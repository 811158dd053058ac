use crate::Innovation;

use serde::{Deserialize, Serialize};

use std::fmt;

/// An ActivationType represents the type
/// of activation function the node's network
/// equivalent will use.
#[derive(Clone, Copy, Debug, PartialEq, Eq, Serialize, Deserialize)]
pub enum ActivationType {
    // 1 / (1 + exp(-4.9x))
    Sigmoid,
    // tanh(x)
    Tanh,
    // x
    Identity,
    // 0   if x < 0
    // x   if x ≥ 0
    ReLU,
    // exp(-x²)
    Gaussian,
    // sin(πx)
    Sinusoidal,
}

/// A NodeType indicates the function of
/// the node's network equivalent.
#[derive(Clone, Copy, Debug, PartialEq, Eq, Serialize, Deserialize)]
pub enum NodeType {
    /// Sensor inputs, set for every evaluation.
    Input,
    /// Constant signal of 1.
    Bias,
    /// Hidden nodes, added by mutation.
    Hidden,
    /// Action outputs.
    Output,
}

impl NodeType {
    /// Whether edges may start at nodes of this type.
    pub fn is_source(self) -> bool {
        !matches!(self, NodeType::Output)
    }

    /// Whether edges may end at nodes of this type.
    pub fn is_target(self) -> bool {
        matches!(self, NodeType::Hidden | NodeType::Output)
    }
}

/// Nodes are the structural elements of genomes
/// between which edges are created.
#[derive(Clone, Copy, Debug, PartialEq, Eq, Serialize, Deserialize)]
pub struct Node {
    id: Innovation,
    node_type: NodeType,
    activation_type: ActivationType,
}

impl Node {
    /// Generate a new node with the passed parameters.
    ///
    /// # Examples
    /// ```
    /// use dinoneat_nn::genomics::{ActivationType, Node, NodeType};
    ///
    /// let node = Node::new(5, NodeType::Hidden, ActivationType::ReLU);
    ///
    /// assert_eq!(node.id(), 5);
    /// assert_eq!(node.node_type(), NodeType::Hidden);
    /// assert_eq!(node.activation_type(), ActivationType::ReLU);
    /// ```
    pub fn new(id: Innovation, node_type: NodeType, activation_type: ActivationType) -> Node {
        Node {
            id,
            node_type,
            activation_type,
        }
    }

    pub fn id(&self) -> Innovation {
        self.id
    }

    pub fn node_type(&self) -> NodeType {
        self.node_type
    }

    pub fn activation_type(&self) -> ActivationType {
        self.activation_type
    }
}

impl fmt::Display for Node {
    fn fmt(&self, f: &mut fmt::Formatter<'_>) -> fmt::Result {
        write!(
            f,
            "{:?}[{:?}, {:?}]",
            self.id, self.node_type, self.activation_type
        )
    }
}

#[cfg(test)]
mod tests {
    use super::*;

    #[test]
    fn endpoint_roles() {
        assert!(NodeType::Input.is_source() && !NodeType::Input.is_target());
        assert!(NodeType::Bias.is_source() && !NodeType::Bias.is_target());
        assert!(NodeType::Hidden.is_source() && NodeType::Hidden.is_target());
        assert!(!NodeType::Output.is_source() && NodeType::Output.is_target());
    }
}
//! Instance lifecycle states and instance types.

use std::fmt;
use std::str::FromStr;

use serde::{Deserialize, Serialize};

/// Lifecycle state of a compute instance.
#[derive(Clone, Copy, Debug, Eq, PartialEq, Hash, Serialize, Deserialize)]
#[serde(rename_all = "SCREAMING_SNAKE_CASE")]
pub enum InstanceState {
    /// Launch or restart in progress.
    Pending,
    /// Booted.
    Running,
    /// Termination in progress.
    ShuttingDown,
    /// Gone; terminal.
    Terminated,
    /// Stop in progress.
    Stopping,
    /// Powered off.
    Stopped,
}

impl InstanceState {
    /// Returns the state a transitional state settles into.
    #[must_use]
    pub const fn settles_into(self) -> Option<Self> {
        match self {
            Self::Pending => Some(Self::Running),
            Self::Stopping => Some(Self::Stopped),
            Self::ShuttingDown => Some(Self::Terminated),
            Self::Running | Self::Stopped | Self::Terminated => None,
        }
    }
}

impl fmt::Display for InstanceState {
    fn fmt(&self, formatter: &mut fmt::Formatter<'_>) -> fmt::Result {
        let label = match self {
            Self::Pending => "pending",
            Self::Running => "running",
            Self::ShuttingDown => "shutting-down",
            Self::Terminated => "terminated",
            Self::Stopping => "stopping",
            Self::Stopped => "stopped",
        };
        formatter.write_str(label)
    }
}

/// State a caller may request for a host.
#[derive(Clone, Copy, Debug, Eq, PartialEq)]
pub enum DesiredState {
    /// Power on.
    Running,
    /// Power off.
    Stopped,
    /// Terminate.
    Terminated,
}

/// Supported instance types.
#[derive(Clone, Copy, Debug, Default, Eq, PartialEq, Hash, Serialize, Deserialize)]
pub enum InstanceSize {
    /// `t2.nano`
    #[serde(rename = "t2.nano")]
    T2Nano,
    /// `t2.micro`
    #[default]
    #[serde(rename = "t2.micro")]
    T2Micro,
    /// `t2.small`
    #[serde(rename = "t2.small")]
    T2Small,
    /// `t2.medium`
    #[serde(rename = "t2.medium")]
    T2Medium,
    /// `t2.large`
    #[serde(rename = "t2.large")]
    T2Large,
    /// `t2.xlarge`
    #[serde(rename = "t2.xlarge")]
    T2Xlarge,
    /// `t3.micro`
    #[serde(rename = "t3.micro")]
    T3Micro,
    /// `t3.small`
    #[serde(rename = "t3.small")]
    T3Small,
    /// `t3.medium`
    #[serde(rename = "t3.medium")]
    T3Medium,
    /// `m5.large`
    #[serde(rename = "m5.large")]
    M5Large,
    /// `c5.large`
    #[serde(rename = "c5.large")]
    C5Large,
}

impl InstanceSize {
    /// Provider type name.
    #[must_use]
    pub const fn as_str(self) -> &'static str {
        match self {
            Self::T2Nano => "t2.nano",
            Self::T2Micro => "t2.micro",
            Self::T2Small => "t2.small",
            Self::T2Medium => "t2.medium",
            Self::T2Large => "t2.large",
            Self::T2Xlarge => "t2.xlarge",
            Self::T3Micro => "t3.micro",
            Self::T3Small => "t3.small",
            Self::T3Medium => "t3.medium",
            Self::M5Large => "m5.large",
            Self::C5Large => "c5.large",
        }
    }

    const ALL: [Self; 11] = [
        Self::T2Nano,
        Self::T2Micro,
        Self::T2Small,
        Self::T2Medium,
        Self::T2Large,
        Self::T2Xlarge,
        Self::T3Micro,
        Self::T3Small,
        Self::T3Medium,
        Self::M5Large,
        Self::C5Large,
    ];
}

impl fmt::Display for InstanceSize {
    fn fmt(&self, formatter: &mut fmt::Formatter<'_>) -> fmt::Result {
        formatter.write_str(self.as_str())
    }
}

/// Raised when an instance type name is not supported.
#[derive(Clone, Debug, Eq, PartialEq, thiserror::Error)]
#[error("unsupported instance type: {0}")]
pub struct UnknownInstanceSize(pub String);

impl FromStr for InstanceSize {
    type Err = UnknownInstanceSize;

    fn from_str(value: &str) -> Result<Self, Self::Err> {
        Self::ALL
            .into_iter()
            .find(|size| size.as_str() == value)
            .ok_or_else(|| UnknownInstanceSize(value.to_owned()))
    }
}
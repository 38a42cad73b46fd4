//! Layered configuration loading.

use std::fs;

use camino::Utf8PathBuf;
use netfleet::FleetConfig;
use netfleet::config::{DEFAULT_IMAGE_NAME, DEFAULT_KEY_NAME};
use netfleet::test_support::EnvGuard;
use rstest::rstest;

fn write_config(dir: &tempfile::TempDir, contents: &str) -> Utf8PathBuf {
    let path = Utf8PathBuf::from_path_buf(dir.path().join("netfleet.toml")).expect("utf-8 path");
    fs::write(&path, contents).expect("write config");
    path
}

#[rstest]
#[tokio::test]
async fn environment_overrides_defaults() {
    let _guard = EnvGuard::isolated(&[
        ("NETFLEET_KEY_NAME", "ops-key"),
        ("NETFLEET_COMMAND_MAX_ATTEMPTS", "25"),
    ])
    .await;

    let config = FleetConfig::load_without_cli_args().expect("load config");

    assert_eq!(config.key_name, "ops-key");
    assert_eq!(config.command_max_attempts, 25);
    assert_eq!(config.image_name, DEFAULT_IMAGE_NAME);
    config.validate().expect("loaded config validates");
}

#[rstest]
#[tokio::test]
async fn config_file_is_layered_under_the_environment() {
    let dir = tempfile::tempdir().expect("tempdir");
    let path = write_config(
        &dir,
        "image_name = \"custom-ami\"\nkey_name = \"file-key\"\ncommand_poll_interval_ms = 500\n",
    );
    let _guard = EnvGuard::isolated(&[
        ("NETFLEET_CONFIG_PATH", path.as_str()),
        ("NETFLEET_KEY_NAME", "env-key"),
    ])
    .await;

    let config = FleetConfig::load_without_cli_args().expect("load config");

    assert_eq!(config.image_name, "custom-ami");
    assert_eq!(config.key_name, "env-key");
    assert_eq!(config.command_poll_interval_ms, 500);
}

#[rstest]
#[tokio::test]
async fn unusable_values_fail_validation_with_a_hint() {
    let _guard = EnvGuard::isolated(&[("NETFLEET_COMMAND_MAX_ATTEMPTS", "0")]).await;

    let config = FleetConfig::load_without_cli_args().expect("load config");
    let err = config.validate().expect_err("zero attempts");

    let message = err.to_string();
    assert!(message.contains("NETFLEET_COMMAND_MAX_ATTEMPTS"), "{message}");
    assert_eq!(config.key_name, DEFAULT_KEY_NAME);
}
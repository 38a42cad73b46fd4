//! Idempotent account preparation.
//!
//! Before the first network can launch, every region needs the configured
//! key pair and the account needs an execution profile for remote
//! commands. Running the bootstrap again is harmless: resources that
//! already exist count as prepared.

use thiserror::Error;
use tracing::{debug, info, warn};

use crate::compute::{ComputeError, Region, RemoteCompute};
use crate::config::FleetConfig;
use crate::settle::settle;

/// Whether a bootstrap step created a resource or found it in place.
#[derive(Clone, Copy, Debug, Eq, PartialEq)]
pub enum Preparation {
    /// The resource was created by this run.
    Created,
    /// The resource already existed.
    AlreadyPresent,
}

/// What a bootstrap run prepared.
#[derive(Clone, Debug, Eq, PartialEq)]
pub struct BootstrapSummary {
    /// Key pair outcome per region, in provider order.
    pub key_pairs: Vec<(Region, Preparation)>,
    /// Instance profile outcome.
    pub instance_profile: Preparation,
}

/// Errors returned by [`AccountBootstrap::run`].
#[derive(Clone, Debug, Error, Eq, PartialEq)]
pub enum BootstrapError {
    /// Raised when the public key is blank.
    #[error("missing {field}")]
    InvalidInput {
        /// Name of the missing field.
        field: String,
    },
    /// Raised when a key pair import fails in a region.
    #[error("key pair import failed in {region}: {source}")]
    KeyImport {
        /// Region that rejected the key.
        region: Region,
        /// Provider failure.
        #[source]
        source: ComputeError,
    },
    /// Raised when the execution profile cannot be created.
    #[error("instance profile creation failed: {0}")]
    InstanceProfile(#[source] ComputeError),
    /// Raised when the regions cannot be listed.
    #[error(transparent)]
    Remote(#[from] ComputeError),
}

fn prepared(result: Result<(), ComputeError>) -> Result<Preparation, ComputeError> {
    match result {
        Ok(()) => Ok(Preparation::Created),
        Err(err) if err.is_already_exists() => Ok(Preparation::AlreadyPresent),
        Err(err) => Err(err),
    }
}

/// Prepares an account for launching networks.
#[derive(Debug)]
pub struct AccountBootstrap<'a, C: ?Sized> {
    compute: &'a C,
    config: &'a FleetConfig,
}

impl<'a, C: RemoteCompute + ?Sized> AccountBootstrap<'a, C> {
    /// Borrows the compute capability and configuration.
    #[must_use]
    pub const fn new(compute: &'a C, config: &'a FleetConfig) -> Self {
        Self { compute, config }
    }

    /// Imports the configured key pair into every region concurrently, then
    /// creates the configured instance profile.
    ///
    /// The profile is still attempted when some regions failed so a rerun
    /// only has the failed regions left to do.
    ///
    /// # Errors
    ///
    /// Returns [`BootstrapError::InvalidInput`] for a blank key, the first
    /// failed region as [`BootstrapError::KeyImport`], and
    /// [`BootstrapError::InstanceProfile`] when the profile call fails.
    pub async fn run(&self, public_key: &str) -> Result<BootstrapSummary, BootstrapError> {
        if public_key.trim().is_empty() {
            return Err(BootstrapError::InvalidInput {
                field: String::from("public_key"),
            });
        }
        let regions = self.compute.describe_regions().await?;
        let (key_pairs, failures) = settle(
            regions
                .iter()
                .map(|region| self.import_key_pair(region, public_key)),
        )
        .await
        .into_parts();
        for failure in &failures {
            if let BootstrapError::KeyImport { region, source } = failure {
                warn!(region = %region, key_name = %self.config.key_name, error = %source, "key pair import failed");
            }
        }

        let instance_profile = prepared(
            self.compute
                .create_instance_profile(
                    &self.config.instance_profile_name,
                    &self.config.instance_profile_policy_arn,
                )
                .await,
        )
        .map_err(BootstrapError::InstanceProfile)?;
        debug!(
            profile = %self.config.instance_profile_name,
            outcome = ?instance_profile,
            "instance profile prepared"
        );

        if let Some(failure) = failures.into_iter().next() {
            return Err(failure);
        }
        info!(
            regions = key_pairs.len(),
            key_name = %self.config.key_name,
            "account bootstrapped"
        );
        Ok(BootstrapSummary {
            key_pairs,
            instance_profile,
        })
    }

    async fn import_key_pair(
        &self,
        region: &Region,
        public_key: &str,
    ) -> Result<(Region, Preparation), BootstrapError> {
        let outcome = prepared(
            self.compute
                .import_key_pair(region, &self.config.key_name, public_key)
                .await,
        )
        .map_err(|source| BootstrapError::KeyImport {
            region: region.clone(),
            source,
        })?;
        debug!(region = %region, outcome = ?outcome, "key pair prepared");
        Ok((region.clone(), outcome))
    }
}
//! Remote command execution on a host.

use tracing::{debug, info, warn};

use crate::compute::{
    CommandId, CommandStatus, ComputeError, OutputEvent, OutputStream, Region, RemoteCompute,
};
use crate::fault::Fault;
use crate::model::Host;
use crate::settle::settle;

use super::{HostController, require_instance, require_region};

/// One output line tagged with the stream it came from.
#[derive(Clone, Debug, Eq, PartialEq)]
pub struct StreamEvent {
    /// Originating stream.
    pub stream: OutputStream,
    /// Milliseconds since the Unix epoch.
    pub timestamp_ms: i64,
    /// Output line.
    pub message: String,
}

/// Final state of a remote command.
#[derive(Clone, Debug, Eq, PartialEq)]
pub struct CommandOutcome {
    /// Provider command id.
    pub command_id: CommandId,
    /// Final status.
    pub status: CommandStatus,
    /// Merged stdout and stderr ordered by timestamp; empty when silent.
    pub events: Vec<StreamEvent>,
}

impl<C: RemoteCompute + ?Sized> HostController<'_, C> {
    /// Runs a shell script on the host and waits for it to finish.
    ///
    /// The status is polled up to `command_max_attempts` times. Unless
    /// `silent`, stdout and stderr are fetched and merged in timestamp
    /// order.
    ///
    /// # Errors
    ///
    /// Returns [`Fault::Timeout`] when the command is still in flight after
    /// the last poll, and a remote fault when any provider call fails.
    pub async fn send_command(
        &self,
        host: &Host,
        commands: &[String],
        silent: bool,
    ) -> Result<CommandOutcome, Fault> {
        let region = require_region(host)?;
        let instance_id = require_instance(host)?;
        let remote = |err| Fault::remote(&host.id, err);

        let command_id = self
            .compute
            .send_remote_command(
                &region,
                &instance_id,
                commands,
                &self.config.command_output_channel,
            )
            .await
            .map_err(remote)?;
        debug!(host_id = %host.id, command_id = %command_id, lines = commands.len(), "command sent");

        let max_attempts = self.config.command_max_attempts;
        let mut attempt = 0;
        let status = loop {
            attempt += 1;
            let status = self
                .compute
                .poll_command_status(&region, &command_id, &instance_id)
                .await
                .map_err(remote)?;
            if !status.is_in_flight() {
                break status;
            }
            if attempt >= max_attempts {
                warn!(host_id = %host.id, command_id = %command_id, attempts = attempt, "command timed out");
                return Err(Fault::Timeout {
                    entity_id: host.id.clone(),
                    operation: format!("command {command_id}"),
                    attempts: attempt,
                });
            }
            tokio::time::sleep(self.config.command_poll_interval()).await;
        };

        if status == CommandStatus::Success {
            info!(host_id = %host.id, command_id = %command_id, "command finished");
        } else {
            warn!(host_id = %host.id, command_id = %command_id, status = ?status, "command did not succeed");
        }

        let events = if silent {
            Vec::new()
        } else {
            let streams = [OutputStream::Stdout, OutputStream::Stderr];
            let fetched = settle(
                streams
                    .into_iter()
                    .map(|stream| self.fetch_stream(&region, &command_id, &instance_id, stream)),
            )
            .await
            .into_result()
            .map_err(remote)?;
            merge_streams(fetched)
        };

        Ok(CommandOutcome {
            command_id,
            status,
            events,
        })
    }

    async fn fetch_stream(
        &self,
        region: &Region,
        command_id: &CommandId,
        instance_id: &str,
        stream: OutputStream,
    ) -> Result<(OutputStream, Vec<OutputEvent>), ComputeError> {
        let events = self
            .compute
            .fetch_command_output(region, command_id, instance_id, stream)
            .await?;
        Ok((stream, events))
    }
}

fn merge_streams(streams: Vec<(OutputStream, Vec<OutputEvent>)>) -> Vec<StreamEvent> {
    let mut merged: Vec<StreamEvent> = streams
        .into_iter()
        .flat_map(|(stream, events)| {
            events.into_iter().map(move |event| StreamEvent {
                stream,
                timestamp_ms: event.timestamp_ms,
                message: event.message,
            })
        })
        .collect();
    merged.sort_by_key(|event| event.timestamp_ms);
    merged
}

--------------------------------------------------

Task | In the data, how many lines include the string "InstanceState"? Reply with only that number.

Response to the exercise | 3